◆ EXCERPTED DATA:
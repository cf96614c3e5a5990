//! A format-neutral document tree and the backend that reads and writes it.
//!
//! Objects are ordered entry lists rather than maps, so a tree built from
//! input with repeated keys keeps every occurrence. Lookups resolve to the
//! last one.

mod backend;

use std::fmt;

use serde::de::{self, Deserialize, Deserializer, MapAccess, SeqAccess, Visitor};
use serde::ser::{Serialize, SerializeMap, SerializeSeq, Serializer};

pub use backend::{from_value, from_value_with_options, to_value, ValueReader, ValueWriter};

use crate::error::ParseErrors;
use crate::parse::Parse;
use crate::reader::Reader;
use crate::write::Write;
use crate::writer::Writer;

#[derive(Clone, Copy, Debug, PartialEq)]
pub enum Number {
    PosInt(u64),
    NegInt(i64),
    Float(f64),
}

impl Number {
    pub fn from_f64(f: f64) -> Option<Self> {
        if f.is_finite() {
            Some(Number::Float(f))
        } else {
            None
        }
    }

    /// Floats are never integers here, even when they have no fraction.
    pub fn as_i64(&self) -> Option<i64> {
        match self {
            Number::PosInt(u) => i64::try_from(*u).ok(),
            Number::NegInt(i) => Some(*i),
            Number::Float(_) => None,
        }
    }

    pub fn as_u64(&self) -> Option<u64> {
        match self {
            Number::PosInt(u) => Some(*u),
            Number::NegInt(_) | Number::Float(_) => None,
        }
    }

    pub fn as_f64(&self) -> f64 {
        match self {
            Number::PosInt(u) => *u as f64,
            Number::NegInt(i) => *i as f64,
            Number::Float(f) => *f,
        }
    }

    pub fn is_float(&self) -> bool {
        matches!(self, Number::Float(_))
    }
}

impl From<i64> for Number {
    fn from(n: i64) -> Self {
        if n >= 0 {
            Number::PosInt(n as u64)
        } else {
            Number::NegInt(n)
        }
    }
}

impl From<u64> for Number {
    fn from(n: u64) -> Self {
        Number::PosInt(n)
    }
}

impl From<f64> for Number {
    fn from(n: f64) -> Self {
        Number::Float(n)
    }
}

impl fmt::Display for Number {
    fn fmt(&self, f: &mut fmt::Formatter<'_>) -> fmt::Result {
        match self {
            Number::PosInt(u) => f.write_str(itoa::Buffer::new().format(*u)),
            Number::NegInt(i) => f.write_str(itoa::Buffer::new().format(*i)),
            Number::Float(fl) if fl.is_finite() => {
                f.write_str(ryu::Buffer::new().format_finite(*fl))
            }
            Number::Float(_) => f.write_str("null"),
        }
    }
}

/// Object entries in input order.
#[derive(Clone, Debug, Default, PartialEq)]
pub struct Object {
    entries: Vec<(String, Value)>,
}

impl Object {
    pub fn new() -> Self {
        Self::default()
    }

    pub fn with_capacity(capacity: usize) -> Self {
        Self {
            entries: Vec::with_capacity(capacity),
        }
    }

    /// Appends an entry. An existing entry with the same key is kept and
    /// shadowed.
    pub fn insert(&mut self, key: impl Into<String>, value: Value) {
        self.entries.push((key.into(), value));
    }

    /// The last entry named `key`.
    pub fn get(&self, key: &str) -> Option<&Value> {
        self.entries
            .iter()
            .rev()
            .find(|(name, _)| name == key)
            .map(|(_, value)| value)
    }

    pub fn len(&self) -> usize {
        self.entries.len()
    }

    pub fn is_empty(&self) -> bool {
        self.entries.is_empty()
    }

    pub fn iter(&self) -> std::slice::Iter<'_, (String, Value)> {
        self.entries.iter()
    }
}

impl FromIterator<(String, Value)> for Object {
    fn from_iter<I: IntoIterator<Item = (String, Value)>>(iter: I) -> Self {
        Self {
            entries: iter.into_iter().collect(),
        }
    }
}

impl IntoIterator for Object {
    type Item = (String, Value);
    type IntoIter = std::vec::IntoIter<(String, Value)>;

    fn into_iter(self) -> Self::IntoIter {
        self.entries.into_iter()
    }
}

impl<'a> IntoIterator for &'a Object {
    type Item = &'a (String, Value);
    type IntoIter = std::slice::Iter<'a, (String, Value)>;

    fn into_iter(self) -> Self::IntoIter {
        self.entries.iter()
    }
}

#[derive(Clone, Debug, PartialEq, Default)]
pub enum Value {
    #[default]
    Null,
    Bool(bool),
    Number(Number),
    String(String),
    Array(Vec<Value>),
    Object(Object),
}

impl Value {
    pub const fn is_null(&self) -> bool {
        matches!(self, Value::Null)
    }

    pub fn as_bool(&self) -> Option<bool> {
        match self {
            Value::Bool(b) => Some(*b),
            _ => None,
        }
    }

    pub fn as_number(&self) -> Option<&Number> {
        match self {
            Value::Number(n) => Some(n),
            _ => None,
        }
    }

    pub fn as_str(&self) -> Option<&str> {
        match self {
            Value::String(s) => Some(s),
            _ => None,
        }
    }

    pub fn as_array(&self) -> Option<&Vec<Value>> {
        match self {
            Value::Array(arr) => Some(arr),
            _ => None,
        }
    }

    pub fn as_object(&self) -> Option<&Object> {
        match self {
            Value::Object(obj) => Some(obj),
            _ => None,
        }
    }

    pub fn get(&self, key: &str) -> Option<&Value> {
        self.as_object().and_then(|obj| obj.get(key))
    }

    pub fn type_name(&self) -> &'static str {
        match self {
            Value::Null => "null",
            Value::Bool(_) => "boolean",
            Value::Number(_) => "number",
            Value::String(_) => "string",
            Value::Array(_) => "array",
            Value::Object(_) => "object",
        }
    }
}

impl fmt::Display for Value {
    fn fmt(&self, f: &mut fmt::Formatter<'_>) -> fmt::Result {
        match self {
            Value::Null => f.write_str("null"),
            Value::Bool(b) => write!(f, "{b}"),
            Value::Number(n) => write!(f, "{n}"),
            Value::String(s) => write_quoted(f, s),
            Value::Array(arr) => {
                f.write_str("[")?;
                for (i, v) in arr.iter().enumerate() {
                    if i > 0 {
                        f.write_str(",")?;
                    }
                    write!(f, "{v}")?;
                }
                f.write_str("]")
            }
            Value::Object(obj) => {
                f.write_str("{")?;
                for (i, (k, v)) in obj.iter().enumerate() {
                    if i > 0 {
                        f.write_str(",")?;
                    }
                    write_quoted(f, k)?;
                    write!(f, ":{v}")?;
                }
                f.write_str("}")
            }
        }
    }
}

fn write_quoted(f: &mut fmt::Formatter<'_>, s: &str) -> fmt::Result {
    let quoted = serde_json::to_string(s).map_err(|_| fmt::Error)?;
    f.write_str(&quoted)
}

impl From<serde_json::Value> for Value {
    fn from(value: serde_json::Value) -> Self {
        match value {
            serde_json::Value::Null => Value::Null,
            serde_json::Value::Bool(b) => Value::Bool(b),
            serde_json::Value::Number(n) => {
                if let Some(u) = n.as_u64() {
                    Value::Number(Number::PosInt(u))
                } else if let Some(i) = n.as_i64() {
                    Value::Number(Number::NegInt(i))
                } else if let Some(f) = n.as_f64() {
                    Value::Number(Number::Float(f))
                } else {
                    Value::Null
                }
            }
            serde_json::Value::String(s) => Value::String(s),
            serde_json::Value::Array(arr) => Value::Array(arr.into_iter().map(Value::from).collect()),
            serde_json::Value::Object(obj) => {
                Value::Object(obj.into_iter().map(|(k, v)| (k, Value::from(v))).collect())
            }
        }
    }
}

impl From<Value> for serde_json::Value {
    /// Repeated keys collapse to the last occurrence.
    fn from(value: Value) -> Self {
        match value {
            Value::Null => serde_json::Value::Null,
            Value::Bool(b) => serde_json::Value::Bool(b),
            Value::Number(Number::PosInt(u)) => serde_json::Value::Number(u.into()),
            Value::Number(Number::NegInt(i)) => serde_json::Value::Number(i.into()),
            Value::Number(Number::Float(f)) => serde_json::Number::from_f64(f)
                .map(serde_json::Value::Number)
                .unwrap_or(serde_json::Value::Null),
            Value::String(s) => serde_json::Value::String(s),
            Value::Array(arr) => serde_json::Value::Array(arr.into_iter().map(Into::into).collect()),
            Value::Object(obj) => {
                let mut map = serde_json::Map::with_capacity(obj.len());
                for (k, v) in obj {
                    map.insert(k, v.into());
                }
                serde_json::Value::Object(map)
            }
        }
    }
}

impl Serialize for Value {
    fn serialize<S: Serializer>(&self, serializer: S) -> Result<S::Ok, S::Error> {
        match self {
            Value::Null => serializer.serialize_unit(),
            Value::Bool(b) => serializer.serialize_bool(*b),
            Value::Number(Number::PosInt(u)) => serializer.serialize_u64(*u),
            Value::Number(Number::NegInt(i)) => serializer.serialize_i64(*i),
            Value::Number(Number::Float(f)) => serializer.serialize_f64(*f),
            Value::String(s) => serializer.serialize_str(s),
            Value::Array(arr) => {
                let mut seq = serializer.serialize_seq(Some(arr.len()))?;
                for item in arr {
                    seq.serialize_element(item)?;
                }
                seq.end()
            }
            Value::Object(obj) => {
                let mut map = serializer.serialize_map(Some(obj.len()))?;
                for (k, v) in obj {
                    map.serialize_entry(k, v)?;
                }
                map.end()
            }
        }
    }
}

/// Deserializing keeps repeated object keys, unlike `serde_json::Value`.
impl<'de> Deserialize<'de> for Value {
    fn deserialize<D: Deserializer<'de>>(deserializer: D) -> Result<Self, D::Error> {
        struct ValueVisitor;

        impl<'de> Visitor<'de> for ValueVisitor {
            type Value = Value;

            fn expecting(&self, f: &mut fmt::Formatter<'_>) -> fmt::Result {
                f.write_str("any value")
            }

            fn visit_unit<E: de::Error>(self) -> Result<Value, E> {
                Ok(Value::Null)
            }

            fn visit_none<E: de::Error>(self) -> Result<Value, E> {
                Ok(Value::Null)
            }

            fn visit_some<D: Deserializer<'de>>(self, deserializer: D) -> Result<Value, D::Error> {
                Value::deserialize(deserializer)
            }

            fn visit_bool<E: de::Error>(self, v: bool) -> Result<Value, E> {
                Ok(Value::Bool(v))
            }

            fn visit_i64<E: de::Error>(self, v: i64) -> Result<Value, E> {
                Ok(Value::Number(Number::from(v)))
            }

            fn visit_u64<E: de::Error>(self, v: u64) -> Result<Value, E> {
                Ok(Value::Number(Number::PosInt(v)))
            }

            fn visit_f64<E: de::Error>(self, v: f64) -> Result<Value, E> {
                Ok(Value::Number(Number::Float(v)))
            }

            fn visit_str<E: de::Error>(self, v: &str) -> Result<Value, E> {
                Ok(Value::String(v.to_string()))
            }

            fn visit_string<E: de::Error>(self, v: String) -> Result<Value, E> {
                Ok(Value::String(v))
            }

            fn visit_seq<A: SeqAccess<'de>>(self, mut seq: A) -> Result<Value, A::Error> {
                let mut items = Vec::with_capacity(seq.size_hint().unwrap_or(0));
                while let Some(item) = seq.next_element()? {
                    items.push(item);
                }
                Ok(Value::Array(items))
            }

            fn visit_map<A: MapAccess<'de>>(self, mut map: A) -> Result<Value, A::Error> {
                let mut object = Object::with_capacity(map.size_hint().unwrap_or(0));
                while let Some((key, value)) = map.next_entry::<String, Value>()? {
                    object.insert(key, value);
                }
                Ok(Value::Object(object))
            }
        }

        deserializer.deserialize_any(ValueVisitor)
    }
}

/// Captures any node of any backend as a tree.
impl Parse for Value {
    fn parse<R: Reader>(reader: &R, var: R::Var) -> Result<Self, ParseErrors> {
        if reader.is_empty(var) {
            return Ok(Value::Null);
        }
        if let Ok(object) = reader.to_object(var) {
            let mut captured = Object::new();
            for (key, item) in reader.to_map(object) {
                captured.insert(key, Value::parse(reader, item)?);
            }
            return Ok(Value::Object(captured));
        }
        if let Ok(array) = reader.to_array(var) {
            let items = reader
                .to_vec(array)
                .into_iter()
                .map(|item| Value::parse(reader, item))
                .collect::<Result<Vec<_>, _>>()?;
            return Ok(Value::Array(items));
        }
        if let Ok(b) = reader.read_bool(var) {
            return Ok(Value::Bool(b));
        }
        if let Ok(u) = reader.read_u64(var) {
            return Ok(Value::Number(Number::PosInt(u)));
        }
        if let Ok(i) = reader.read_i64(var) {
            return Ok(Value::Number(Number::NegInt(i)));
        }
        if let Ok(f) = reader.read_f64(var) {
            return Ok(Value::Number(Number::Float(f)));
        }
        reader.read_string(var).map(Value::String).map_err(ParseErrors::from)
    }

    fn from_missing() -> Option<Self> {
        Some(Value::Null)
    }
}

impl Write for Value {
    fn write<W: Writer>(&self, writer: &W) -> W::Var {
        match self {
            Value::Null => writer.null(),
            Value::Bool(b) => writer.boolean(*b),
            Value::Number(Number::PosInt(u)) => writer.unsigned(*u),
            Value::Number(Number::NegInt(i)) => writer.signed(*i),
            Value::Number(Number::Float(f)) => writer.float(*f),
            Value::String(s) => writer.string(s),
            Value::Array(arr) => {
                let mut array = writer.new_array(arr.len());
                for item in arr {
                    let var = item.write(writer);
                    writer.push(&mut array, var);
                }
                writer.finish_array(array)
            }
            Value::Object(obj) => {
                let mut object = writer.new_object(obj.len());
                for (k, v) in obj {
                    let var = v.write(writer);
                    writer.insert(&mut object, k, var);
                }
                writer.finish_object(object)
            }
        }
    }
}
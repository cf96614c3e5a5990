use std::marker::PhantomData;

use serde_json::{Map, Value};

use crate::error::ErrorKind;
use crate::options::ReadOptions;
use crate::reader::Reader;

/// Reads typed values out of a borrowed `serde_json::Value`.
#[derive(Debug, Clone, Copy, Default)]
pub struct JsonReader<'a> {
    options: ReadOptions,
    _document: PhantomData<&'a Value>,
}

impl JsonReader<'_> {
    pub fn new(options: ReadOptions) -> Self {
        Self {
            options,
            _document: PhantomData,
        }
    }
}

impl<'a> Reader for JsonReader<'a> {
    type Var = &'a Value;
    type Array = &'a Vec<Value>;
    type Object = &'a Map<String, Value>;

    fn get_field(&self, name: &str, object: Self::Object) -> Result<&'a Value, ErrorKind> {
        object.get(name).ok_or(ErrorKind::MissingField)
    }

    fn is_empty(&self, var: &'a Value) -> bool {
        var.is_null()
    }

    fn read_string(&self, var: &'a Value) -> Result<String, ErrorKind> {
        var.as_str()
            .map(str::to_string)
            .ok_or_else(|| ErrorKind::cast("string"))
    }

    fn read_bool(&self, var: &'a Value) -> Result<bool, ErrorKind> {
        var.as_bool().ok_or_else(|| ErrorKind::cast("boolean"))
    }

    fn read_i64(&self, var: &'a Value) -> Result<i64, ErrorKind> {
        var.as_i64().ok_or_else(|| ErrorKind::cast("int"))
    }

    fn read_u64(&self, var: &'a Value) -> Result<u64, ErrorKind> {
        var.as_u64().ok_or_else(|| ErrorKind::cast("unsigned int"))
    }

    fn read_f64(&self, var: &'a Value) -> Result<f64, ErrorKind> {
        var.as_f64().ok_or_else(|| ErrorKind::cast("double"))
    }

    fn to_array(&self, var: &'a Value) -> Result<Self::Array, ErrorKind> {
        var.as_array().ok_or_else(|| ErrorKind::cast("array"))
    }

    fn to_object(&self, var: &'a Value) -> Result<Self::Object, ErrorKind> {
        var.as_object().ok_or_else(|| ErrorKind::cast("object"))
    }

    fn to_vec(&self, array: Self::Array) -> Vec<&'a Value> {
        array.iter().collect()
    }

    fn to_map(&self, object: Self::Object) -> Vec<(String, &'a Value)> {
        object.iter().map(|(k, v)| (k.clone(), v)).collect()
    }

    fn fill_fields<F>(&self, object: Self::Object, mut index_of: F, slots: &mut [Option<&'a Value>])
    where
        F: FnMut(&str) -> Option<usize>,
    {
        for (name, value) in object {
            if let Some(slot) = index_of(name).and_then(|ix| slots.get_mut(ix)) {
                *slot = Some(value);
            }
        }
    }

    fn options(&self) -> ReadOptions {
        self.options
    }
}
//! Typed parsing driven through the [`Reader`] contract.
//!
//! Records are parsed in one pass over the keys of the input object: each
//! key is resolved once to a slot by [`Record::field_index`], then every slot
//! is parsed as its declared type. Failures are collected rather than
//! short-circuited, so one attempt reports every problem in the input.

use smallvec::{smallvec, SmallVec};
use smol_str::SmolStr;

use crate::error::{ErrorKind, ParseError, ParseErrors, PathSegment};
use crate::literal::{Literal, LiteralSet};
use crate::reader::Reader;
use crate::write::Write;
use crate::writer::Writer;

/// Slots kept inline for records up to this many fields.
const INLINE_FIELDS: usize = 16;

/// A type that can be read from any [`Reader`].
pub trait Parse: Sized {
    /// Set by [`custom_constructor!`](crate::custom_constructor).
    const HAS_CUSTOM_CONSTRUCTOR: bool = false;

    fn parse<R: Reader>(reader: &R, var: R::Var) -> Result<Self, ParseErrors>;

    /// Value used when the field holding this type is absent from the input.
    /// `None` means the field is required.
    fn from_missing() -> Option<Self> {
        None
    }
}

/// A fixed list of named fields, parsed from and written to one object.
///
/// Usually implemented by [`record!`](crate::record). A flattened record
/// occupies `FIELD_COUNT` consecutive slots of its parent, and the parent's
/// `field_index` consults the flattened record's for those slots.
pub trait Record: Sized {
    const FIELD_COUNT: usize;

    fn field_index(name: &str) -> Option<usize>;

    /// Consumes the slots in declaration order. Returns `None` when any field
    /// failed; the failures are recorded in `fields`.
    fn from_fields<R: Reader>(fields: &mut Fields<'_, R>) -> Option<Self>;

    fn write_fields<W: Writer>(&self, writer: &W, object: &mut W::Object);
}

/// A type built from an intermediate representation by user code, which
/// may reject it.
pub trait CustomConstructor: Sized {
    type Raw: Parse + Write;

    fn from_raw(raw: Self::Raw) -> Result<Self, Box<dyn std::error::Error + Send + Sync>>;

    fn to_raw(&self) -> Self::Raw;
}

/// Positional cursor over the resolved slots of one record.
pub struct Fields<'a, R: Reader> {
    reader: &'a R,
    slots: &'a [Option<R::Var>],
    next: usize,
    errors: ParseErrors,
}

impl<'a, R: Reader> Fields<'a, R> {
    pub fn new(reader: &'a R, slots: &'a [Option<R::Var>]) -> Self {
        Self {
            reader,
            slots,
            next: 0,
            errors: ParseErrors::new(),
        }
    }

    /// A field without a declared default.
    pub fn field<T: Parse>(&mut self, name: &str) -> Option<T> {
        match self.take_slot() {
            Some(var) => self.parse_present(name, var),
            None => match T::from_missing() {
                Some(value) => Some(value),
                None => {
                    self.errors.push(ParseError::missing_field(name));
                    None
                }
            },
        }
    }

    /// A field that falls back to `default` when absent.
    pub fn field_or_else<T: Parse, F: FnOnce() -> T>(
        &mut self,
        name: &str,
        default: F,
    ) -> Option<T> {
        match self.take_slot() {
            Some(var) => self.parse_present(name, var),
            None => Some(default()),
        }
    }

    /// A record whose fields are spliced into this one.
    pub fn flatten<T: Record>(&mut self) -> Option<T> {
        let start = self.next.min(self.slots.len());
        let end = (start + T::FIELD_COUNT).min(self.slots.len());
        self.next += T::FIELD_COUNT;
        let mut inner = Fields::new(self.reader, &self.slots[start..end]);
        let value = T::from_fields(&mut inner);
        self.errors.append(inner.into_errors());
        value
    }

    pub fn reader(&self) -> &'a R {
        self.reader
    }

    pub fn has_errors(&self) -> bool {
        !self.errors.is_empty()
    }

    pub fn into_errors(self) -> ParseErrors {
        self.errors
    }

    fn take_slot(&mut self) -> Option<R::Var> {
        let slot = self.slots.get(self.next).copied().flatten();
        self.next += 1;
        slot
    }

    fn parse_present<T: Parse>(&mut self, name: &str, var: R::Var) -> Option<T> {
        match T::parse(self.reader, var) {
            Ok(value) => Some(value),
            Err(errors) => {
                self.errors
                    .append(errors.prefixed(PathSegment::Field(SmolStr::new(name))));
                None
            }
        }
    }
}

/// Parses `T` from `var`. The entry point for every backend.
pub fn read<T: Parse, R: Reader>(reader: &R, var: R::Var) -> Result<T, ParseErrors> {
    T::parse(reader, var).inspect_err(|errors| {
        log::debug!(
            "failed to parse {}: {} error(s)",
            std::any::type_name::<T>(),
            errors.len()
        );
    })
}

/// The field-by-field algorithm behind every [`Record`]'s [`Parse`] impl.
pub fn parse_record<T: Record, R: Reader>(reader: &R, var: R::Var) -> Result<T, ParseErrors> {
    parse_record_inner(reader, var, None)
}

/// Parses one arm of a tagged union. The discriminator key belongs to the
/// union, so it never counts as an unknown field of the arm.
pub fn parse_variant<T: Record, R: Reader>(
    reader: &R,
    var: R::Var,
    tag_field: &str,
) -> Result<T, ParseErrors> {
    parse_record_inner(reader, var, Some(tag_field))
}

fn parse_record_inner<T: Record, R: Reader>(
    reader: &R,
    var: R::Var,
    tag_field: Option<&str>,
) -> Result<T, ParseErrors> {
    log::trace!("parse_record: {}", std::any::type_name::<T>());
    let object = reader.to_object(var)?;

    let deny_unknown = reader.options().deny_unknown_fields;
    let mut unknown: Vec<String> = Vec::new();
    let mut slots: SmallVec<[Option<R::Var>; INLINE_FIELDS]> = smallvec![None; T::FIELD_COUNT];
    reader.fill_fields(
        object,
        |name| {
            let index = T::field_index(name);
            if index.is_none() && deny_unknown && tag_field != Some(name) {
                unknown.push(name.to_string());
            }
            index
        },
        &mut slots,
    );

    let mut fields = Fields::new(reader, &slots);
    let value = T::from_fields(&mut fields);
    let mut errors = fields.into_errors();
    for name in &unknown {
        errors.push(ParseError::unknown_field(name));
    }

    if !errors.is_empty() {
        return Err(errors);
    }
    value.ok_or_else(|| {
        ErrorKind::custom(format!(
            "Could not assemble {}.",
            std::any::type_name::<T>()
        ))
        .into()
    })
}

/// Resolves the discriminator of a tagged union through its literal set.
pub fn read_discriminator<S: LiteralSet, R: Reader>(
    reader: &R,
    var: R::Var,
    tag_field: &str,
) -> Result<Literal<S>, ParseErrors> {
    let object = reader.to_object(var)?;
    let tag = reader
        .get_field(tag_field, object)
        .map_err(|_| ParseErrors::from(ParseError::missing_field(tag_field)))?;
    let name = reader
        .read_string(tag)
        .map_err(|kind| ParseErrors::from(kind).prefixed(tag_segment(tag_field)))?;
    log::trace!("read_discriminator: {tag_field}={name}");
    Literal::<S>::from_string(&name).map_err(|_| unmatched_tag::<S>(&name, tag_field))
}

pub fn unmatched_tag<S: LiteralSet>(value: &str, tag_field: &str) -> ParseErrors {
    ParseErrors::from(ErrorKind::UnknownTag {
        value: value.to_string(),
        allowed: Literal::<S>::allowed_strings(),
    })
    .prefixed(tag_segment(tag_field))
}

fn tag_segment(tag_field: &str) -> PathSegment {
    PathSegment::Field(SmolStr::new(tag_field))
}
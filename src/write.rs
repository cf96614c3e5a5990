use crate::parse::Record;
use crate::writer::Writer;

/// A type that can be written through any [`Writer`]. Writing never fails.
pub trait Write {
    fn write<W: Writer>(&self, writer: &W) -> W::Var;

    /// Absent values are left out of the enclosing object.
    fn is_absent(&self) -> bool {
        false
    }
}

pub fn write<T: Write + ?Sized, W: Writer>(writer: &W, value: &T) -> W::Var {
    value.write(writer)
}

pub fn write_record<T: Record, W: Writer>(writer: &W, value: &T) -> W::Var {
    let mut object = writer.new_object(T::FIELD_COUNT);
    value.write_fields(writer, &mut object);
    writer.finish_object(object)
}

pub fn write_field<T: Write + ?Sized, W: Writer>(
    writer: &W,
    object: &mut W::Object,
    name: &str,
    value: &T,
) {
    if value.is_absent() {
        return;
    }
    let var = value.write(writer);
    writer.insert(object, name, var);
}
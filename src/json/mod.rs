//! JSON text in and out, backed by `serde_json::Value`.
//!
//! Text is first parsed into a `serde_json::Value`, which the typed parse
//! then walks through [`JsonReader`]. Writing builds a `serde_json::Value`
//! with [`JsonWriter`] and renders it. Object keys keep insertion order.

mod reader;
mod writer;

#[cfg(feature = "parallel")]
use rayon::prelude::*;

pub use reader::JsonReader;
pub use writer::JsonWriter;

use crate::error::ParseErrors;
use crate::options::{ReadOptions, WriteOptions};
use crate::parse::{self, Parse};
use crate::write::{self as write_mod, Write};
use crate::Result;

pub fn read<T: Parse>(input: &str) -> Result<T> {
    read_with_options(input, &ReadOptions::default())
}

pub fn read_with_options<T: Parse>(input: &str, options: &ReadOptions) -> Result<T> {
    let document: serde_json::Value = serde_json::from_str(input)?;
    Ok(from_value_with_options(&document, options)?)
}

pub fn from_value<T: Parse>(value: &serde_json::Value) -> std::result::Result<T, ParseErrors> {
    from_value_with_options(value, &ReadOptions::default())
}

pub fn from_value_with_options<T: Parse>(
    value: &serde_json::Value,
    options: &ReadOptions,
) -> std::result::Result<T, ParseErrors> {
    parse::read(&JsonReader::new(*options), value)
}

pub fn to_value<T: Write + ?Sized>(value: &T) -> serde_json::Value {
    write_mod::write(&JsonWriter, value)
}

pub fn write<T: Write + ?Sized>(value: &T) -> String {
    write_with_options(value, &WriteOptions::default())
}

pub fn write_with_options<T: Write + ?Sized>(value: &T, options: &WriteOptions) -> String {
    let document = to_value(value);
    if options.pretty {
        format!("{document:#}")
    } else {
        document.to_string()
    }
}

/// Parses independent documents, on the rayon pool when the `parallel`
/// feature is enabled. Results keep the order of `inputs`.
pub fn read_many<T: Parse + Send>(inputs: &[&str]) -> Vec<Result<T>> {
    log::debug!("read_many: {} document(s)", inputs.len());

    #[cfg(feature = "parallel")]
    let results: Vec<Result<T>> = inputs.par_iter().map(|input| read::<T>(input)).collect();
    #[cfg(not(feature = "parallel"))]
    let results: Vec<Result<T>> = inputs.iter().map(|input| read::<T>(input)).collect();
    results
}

◆ PROBLEM REQUIREMENTS:
Output the first line of the entries above and every line after it, exactly as written, ending with the line that contains "use crate::parse::Parse;".

◆ SOLVED PROBLEM:
repository cf96614c3e5a5990
//! A format-neutral document tree and the backend that reads and writes it.
//!
//! Objects are ordered entry lists rather than maps, so a tree built from
//! input with repeated keys keeps every occurrence. Lookups resolve to the
//! last one.

mod backend;

use std::fmt;

use serde::de::{self, Deserialize, Deserializer, MapAccess, SeqAccess, Visitor};
use serde::ser::{Serialize, SerializeMap, SerializeSeq, Serializer};

pub use backend::{from_value, from_value_with_options, to_value, ValueReader, ValueWriter};

use crate::error::ParseErrors;
use crate::parse::Parse;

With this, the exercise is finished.